§ Exercise directions:
Two lines below mark the span: the one containing "#[derive(Debug, Clone, Copy, PartialEq, Eq)]" and the one containing "pub struct Dispatcher". Set down both, plus every line between, exactly as they stand, and nothing else.

===============

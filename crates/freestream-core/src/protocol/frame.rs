//! Client -> server frame.

use serde::{Deserialize, Serialize};
use serde_json::Value;

use crate::error::{FreestreamError, Result};

/// Flat frame a client transmits: `{"event", "sessionID", "message"}`.
///
/// The server reads it with [`MessageEnvelope::decode`](super::MessageEnvelope::decode).
#[derive(Debug, Clone, PartialEq, Serialize, Deserialize)]
pub struct ClientFrame {
    pub event: String,
    #[serde(rename = "sessionID")]
    pub session_id: String,
    /// Application payload; an absent payload is sent as `[]`.
    #[serde(default = "empty_message")]
    pub message: Value,
}

fn empty_message() -> Value {
    Value::Array(Vec::new())
}

impl ClientFrame {
    pub fn new(event: impl Into<String>, session_id: impl Into<String>, message: Option<Value>) -> Self {
        let message = match message {
            None | Some(Value::Null) => empty_message(),
            Some(v) => v,
        };
        Self {
            event: event.into(),
            session_id: session_id.into(),
            message,
        }
    }

    pub fn encode(&self) -> Result<String> {
        serde_json::to_string(self)
            .map_err(|e| FreestreamError::BadRequest(format!("frame encode failed: {e}")))
    }
}
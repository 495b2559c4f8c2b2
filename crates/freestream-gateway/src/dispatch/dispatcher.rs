use std::sync::Arc;

use async_trait::async_trait;
use dashmap::DashMap;

use freestream_core::error::{FreestreamError, Result};
use freestream_core::MessageEnvelope;

use crate::realtime::{ConnectionWrapper, SessionRegistry};

/// Listener notifications, keyed by kind.
#[derive(Debug, Clone, Copy, PartialEq, Eq, Hash)]
pub enum ListenerEventKind {
    Open,
    OpenAfter,
    Message,
    Close,
    Error,
}

impl ListenerEventKind {
    pub fn suffix(self) -> &'static str {
        match self {
            ListenerEventKind::Open => "Listener.Open",
            ListenerEventKind::OpenAfter => "Listener.Open.After",
            ListenerEventKind::Message => "Listener.Message",
            ListenerEventKind::Close => "Listener.Close",
            ListenerEventKind::Error => "Listener.Error",
        }
    }

    /// Fully qualified name, e.g. `Laravel.Freestream.WebSocket.Listener.Open`.
    pub fn qualified(self, prefix: &str) -> String {
        format!("{prefix}.{}", self.suffix())
    }
}

/// Payload handed to handlers.
pub enum ListenerEvent<'a> {
    Open {
        connection: &'a ConnectionWrapper,
        clients: &'a SessionRegistry,
        session_id: &'a str,
    },
    OpenAfter {
        connection: &'a ConnectionWrapper,
        clients: &'a SessionRegistry,
        session_id: &'a str,
    },
    Message {
        from: &'a ConnectionWrapper,
        envelope: &'a MessageEnvelope,
        session_id: &'a str,
    },
    Close {
        connection: &'a ConnectionWrapper,
        clients: &'a SessionRegistry,
        session_id: &'a str,
    },
    Error {
        connection: &'a ConnectionWrapper,
        clients: &'a SessionRegistry,
        /// `None` when the failing connection never got a session.
        session_id: Option<&'a str>,
        error: &'a FreestreamError,
    },
}

impl ListenerEvent<'_> {
    pub fn kind(&self) -> ListenerEventKind {
        match self {
            ListenerEvent::Open { .. } => ListenerEventKind::Open,
            ListenerEvent::OpenAfter { .. } => ListenerEventKind::OpenAfter,
            ListenerEvent::Message { .. } => ListenerEventKind::Message,
            ListenerEvent::Close { .. } => ListenerEventKind::Close,
            ListenerEvent::Error { .. } => ListenerEventKind::Error,
        }
    }

    pub fn session_id(&self) -> Option<&str> {
        match self {
            ListenerEvent::Open { session_id, .. }
            | ListenerEvent::OpenAfter { session_id, .. }
            | ListenerEvent::Message { session_id, .. }
            | ListenerEvent::Close { session_id, .. } => Some(*session_id),
            ListenerEvent::Error { session_id, .. } => *session_id,
        }
    }
}

/// Handler verdict. `Veto` stops the remaining handlers of this event.
#[derive(Debug, Clone, Copy, PartialEq, Eq)]
pub enum Flow {
    Proceed,
    Veto,
}

/// Application-side handler for listener events.
#[async_trait]
pub trait ListenerHandler: Send + Sync {
    fn name(&self) -> &'static str;
    fn kinds(&self) -> &'static [ListenerEventKind];
    async fn handle(&self, event: &ListenerEvent<'_>) -> Result<Flow>;
}

/// Handler table keyed by event kind.
#[derive(Default)]
pub struct Dispatcher {
    handlers: DashMap<ListenerEventKind, Vec<Arc<dyn ListenerHandler>>>,
}

impl Dispatcher {
    pub fn new() -> Self {
        Self {
            handlers: DashMap::new(),
        }
    }

    pub fn register(&self, handler: Arc<dyn ListenerHandler>) {
        for kind in handler.kinds() {
            self.handlers
                .entry(*kind)
                .or_default()
                .push(Arc::clone(&handler));
        }
    }

    pub fn handler_count(&self, kind: ListenerEventKind) -> usize {
        self.handlers.get(&kind).map(|h| h.len()).unwrap_or(0)
    }

    /// Run the handlers registered for this event's kind, in registration
    /// order. Returns `Ok(false)` on the first veto and the first handler
    /// error as-is; `Ok(true)` when every handler proceeded (or none exist).
    pub async fn fire(&self, event: &ListenerEvent<'_>) -> Result<bool> {
        let kind = event.kind();
        // Clone out so no shard lock is held across handler awaits.
        let handlers = match self.handlers.get(&kind) {
            Some(h) => h.value().clone(),
            None => return Ok(true),
        };

        for handler in handlers {
            match handler.handle(event).await? {
                Flow::Proceed => {}
                Flow::Veto => {
                    tracing::debug!(handler = handler.name(), event = kind.suffix(), "vetoed");
                    return Ok(false);
                }
            }
        }
        Ok(true)
    }
}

===============

§ Exercise response:
#[derive(Debug, Clone, Copy, PartialEq, Eq)]
pub enum Flow {
    Proceed,
    Veto,
}

/// Application-side handler for listener events.
#[async_trait]
pub trait ListenerHandler: Send + Sync {
    fn name(&self) -> &'static str;
    fn kinds(&self) -> &'static [ListenerEventKind];
    async fn handle(&self, event: &ListenerEvent<'_>) -> Result<Flow>;
}

/// Handler table keyed by event kind.
#[derive(Default)]
pub struct Dispatcher {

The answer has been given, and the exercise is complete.